- **Requirement**: Please transcribe the data that follows exactly, from its first line through the line that contains "database already exists.".

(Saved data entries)
□ □ □ □ □ □ □
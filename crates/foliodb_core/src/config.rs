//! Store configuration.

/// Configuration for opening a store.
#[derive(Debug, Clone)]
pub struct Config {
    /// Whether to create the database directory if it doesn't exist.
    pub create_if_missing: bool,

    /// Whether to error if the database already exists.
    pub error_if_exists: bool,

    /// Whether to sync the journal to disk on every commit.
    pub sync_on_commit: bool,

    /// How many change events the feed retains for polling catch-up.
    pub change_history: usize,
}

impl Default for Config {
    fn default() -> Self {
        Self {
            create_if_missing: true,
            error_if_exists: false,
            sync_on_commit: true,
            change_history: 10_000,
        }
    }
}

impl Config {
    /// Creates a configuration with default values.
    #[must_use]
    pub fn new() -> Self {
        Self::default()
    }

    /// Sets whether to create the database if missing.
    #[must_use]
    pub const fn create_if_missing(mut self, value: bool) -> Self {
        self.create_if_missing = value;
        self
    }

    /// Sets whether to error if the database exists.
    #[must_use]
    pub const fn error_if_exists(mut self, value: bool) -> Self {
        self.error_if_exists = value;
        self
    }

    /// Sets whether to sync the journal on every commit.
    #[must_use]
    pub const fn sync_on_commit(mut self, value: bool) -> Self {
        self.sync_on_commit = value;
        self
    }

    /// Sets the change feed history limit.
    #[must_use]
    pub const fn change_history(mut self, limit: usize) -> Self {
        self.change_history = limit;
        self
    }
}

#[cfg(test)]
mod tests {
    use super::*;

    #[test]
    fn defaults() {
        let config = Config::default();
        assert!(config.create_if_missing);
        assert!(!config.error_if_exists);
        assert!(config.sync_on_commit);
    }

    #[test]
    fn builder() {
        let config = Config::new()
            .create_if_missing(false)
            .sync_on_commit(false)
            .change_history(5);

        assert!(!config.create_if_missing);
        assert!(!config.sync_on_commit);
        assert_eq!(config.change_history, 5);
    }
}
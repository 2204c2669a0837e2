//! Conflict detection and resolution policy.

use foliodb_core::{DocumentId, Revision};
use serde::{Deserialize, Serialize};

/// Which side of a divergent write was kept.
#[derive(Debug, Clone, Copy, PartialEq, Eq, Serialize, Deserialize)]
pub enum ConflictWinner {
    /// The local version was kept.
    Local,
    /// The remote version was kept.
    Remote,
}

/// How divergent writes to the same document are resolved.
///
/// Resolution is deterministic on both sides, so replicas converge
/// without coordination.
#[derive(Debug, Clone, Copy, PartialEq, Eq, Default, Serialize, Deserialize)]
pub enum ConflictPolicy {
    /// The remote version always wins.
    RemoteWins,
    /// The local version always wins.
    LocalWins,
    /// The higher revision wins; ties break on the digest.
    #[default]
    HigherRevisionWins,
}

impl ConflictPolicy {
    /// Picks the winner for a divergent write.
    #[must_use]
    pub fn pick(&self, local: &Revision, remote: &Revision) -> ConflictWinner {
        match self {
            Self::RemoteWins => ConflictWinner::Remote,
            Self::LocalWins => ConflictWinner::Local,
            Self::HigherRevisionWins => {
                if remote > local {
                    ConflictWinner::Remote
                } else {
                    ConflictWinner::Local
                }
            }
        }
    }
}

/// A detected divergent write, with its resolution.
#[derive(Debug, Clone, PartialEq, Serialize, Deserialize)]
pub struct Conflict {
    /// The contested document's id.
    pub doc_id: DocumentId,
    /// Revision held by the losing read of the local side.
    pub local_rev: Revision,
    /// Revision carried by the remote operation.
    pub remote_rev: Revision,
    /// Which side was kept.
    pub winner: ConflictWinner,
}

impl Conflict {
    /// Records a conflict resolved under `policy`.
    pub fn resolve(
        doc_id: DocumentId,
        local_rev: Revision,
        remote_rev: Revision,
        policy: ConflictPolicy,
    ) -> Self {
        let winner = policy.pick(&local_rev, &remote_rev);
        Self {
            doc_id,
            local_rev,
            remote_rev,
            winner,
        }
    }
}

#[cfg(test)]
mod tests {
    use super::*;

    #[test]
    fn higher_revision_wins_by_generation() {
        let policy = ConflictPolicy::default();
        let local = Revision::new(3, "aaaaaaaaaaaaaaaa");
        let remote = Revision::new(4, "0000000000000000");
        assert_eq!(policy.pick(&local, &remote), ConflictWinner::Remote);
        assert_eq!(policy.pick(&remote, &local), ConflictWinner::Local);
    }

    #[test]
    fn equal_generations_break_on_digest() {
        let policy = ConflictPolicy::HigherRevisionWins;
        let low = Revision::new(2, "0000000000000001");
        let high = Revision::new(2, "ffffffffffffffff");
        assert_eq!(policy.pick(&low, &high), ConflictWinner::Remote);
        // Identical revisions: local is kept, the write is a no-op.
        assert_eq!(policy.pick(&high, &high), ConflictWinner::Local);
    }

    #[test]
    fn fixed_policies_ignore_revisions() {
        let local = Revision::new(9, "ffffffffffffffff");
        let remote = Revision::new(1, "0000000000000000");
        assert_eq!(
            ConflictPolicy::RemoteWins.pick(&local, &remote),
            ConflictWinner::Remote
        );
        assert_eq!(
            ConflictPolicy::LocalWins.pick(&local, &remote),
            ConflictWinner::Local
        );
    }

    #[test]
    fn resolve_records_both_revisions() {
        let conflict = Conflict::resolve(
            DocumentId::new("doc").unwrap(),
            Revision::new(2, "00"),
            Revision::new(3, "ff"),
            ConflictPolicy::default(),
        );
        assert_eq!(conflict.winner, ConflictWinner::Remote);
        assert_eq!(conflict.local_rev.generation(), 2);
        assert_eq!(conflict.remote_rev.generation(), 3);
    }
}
□ □ □ □ □ □ □
- **Exercise result**:
filename crates/foliodb_core/src/config.rs
//! Store configuration.

/// Configuration for opening a store.
#[derive(Debug, Clone)]
pub struct Config {
    /// Whether to create the database directory if it doesn't exist.
    pub create_if_missing: bool,

    /// Whether to error if the database already exists.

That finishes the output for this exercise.